Page:Marmette - François de Bienville, scènes de la vie canadienne au 17è siècle, 1870.djvu/87

Cette page a été validée par deux contributeurs.
90
FRANÇOIS DE BIENVILLE.

Les yeux de l’avare se firent si grands, qu’il fallait tout le flegme d’un Iroquois pour ne pas éclater de rire.

Dent-de-Loup continua néanmoins avec impassibilité.

— Si mon frère aime tant ce métal que nous méprisons là-bas, il lui sera facile d’en remplir vingt fois ce tonneau d’eau de feu.

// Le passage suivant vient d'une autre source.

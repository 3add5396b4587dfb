//! Stat formulas
//!
//! Pure functions of attributes and configured constants. Rounding is half
//! away from zero throughout, so `round(22.5) == 23`.
//!
//! | Derived value   | Formula                                          |
//! |-----------------|--------------------------------------------------|
//! | Max HP          | base_hp + round(END × hp_per_endurance)          |
//! | Max energy      | base_energy + round(STA × energy_per_stamina)    |
//! | Max mana        | base_mana + round(INT × mana_per_intellect)      |
//! | Physical damage | max(min, round(power + STR × str_mult) − armor)  |
//! | Magical damage  | max(min, round(power × (1 − resist / 100)))      |
//! | Accuracy        | base + DEX × per_dex                             |
//! | Crit / dodge    | base + DEX × per_dex                             |
//! | Effect chance   | base + WIL × per_willpower                       |
//! | Regen           | max(1, round(max_pool × fraction))               |

use super::CharacterStats;
use crate::config::{DamageConstants, HitConstants, ProgressionConstants, ResourceConstants};

/// Round half away from zero
pub fn round_half_away(value: f64) -> i64 {
    value.round() as i64
}

fn pool(base: u32, attribute: i32, per_point: f64) -> i64 {
    base as i64 + round_half_away(attribute as f64 * per_point)
}

/// Maximum HP. Never below 1 so a fresh character is always alive.
pub fn max_hp(stats: &CharacterStats, constants: &ResourceConstants) -> u32 {
    pool(constants.base_hp, stats.endurance, constants.hp_per_endurance).max(1) as u32
}

pub fn max_energy(stats: &CharacterStats, constants: &ResourceConstants) -> u32 {
    pool(constants.base_energy, stats.stamina, constants.energy_per_stamina).max(0) as u32
}

pub fn max_mana(stats: &CharacterStats, constants: &ResourceConstants) -> u32 {
    pool(constants.base_mana, stats.intellect, constants.mana_per_intellect).max(0) as u32
}

/// Physical hit damage before crit and status modifiers
pub fn physical_damage(
    base_power: u32,
    strength: i32,
    target_armor: i32,
    constants: &DamageConstants,
) -> u32 {
    let raw = base_power as f64 + strength as f64 * constants.strength_multiplier;
    let after_armor = round_half_away(raw) - target_armor as i64;
    after_armor.max(constants.min_damage as i64) as u32
}

/// Magical hit damage before crit and status modifiers
pub fn magical_damage(base_power: u32, target_magic_resist: i32, constants: &DamageConstants) -> u32 {
    let reduction = target_magic_resist as f64 / 100.0;
    let after_resist = round_half_away(base_power as f64 * (1.0 - reduction));
    after_resist.max(constants.min_damage as i64) as u32
}

/// Chance that an attack connects at all
pub fn accuracy(dexterity: i32, constants: &HitConstants) -> f64 {
    constants.base_accuracy + dexterity as f64 * constants.accuracy_per_dexterity
}

pub fn crit_chance(dexterity: i32, constants: &HitConstants) -> f64 {
    constants.base_crit_chance + dexterity as f64 * constants.crit_per_dexterity
}

pub fn dodge_chance(dexterity: i32, constants: &HitConstants) -> f64 {
    constants.base_dodge_chance + dexterity as f64 * constants.dodge_per_dexterity
}

/// Chance for willpower-gated secondary effects to land
pub fn effect_chance(willpower: i32, constants: &HitConstants) -> f64 {
    constants.base_effect_chance + willpower as f64 * constants.effect_chance_per_willpower
}

/// Per-turn regeneration for a pool of the given size
pub fn regen_amount(max_pool: u32, fraction: f64) -> u32 {
    round_half_away(max_pool as f64 * fraction).max(1) as u32
}

/// Experience needed to advance from `level`
pub fn xp_to_level(level: u32, constants: &ProgressionConstants) -> u32 {
    let exponent = level.saturating_sub(1) as i32;
    let xp = constants.base_xp_to_level as f64 * constants.xp_scaling_factor.powi(exponent);
    round_half_away(xp).max(0) as u32
}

Et l’Agnier montra du doigt un baril qu’il y avait au fond de la salle.

Un sourire ineffable vient se suspendre aux lèvres de l’avare qui ferma les yeux, pour mieux se figurer les innombrables reflets que produirait un pareil amas de ce métal qu’il adorait.

— Mais, continua l’Agnier, pour que Dent-de-Loup consente à conduire son frère au vallon inconnu, ce dernier devra d’abord l’aider à trouver dans ce grand village une vierge pâle aux yeux bleus, dont tu peux voir ici le nom.

Et il tendit à Boisdon un papier sur lequel Harthing avait écrit le nom de celle qu’il convoitait.

— « Mademoiselle d’Orsy », lut l’aubergiste.

— C’est ainsi que s’appelle la vierge blanche, répliqua Dent-de-Loup.

— Elle demeure à quelques pas d’ici.

— Mon frère veut-il venir avec le chef pour être son guide, reprit l’Iroquois en faisant passer une des pépites d’or dans la main de l’hôtelier.

— J’y vais, répondit Boisdon en se levant aussitôt.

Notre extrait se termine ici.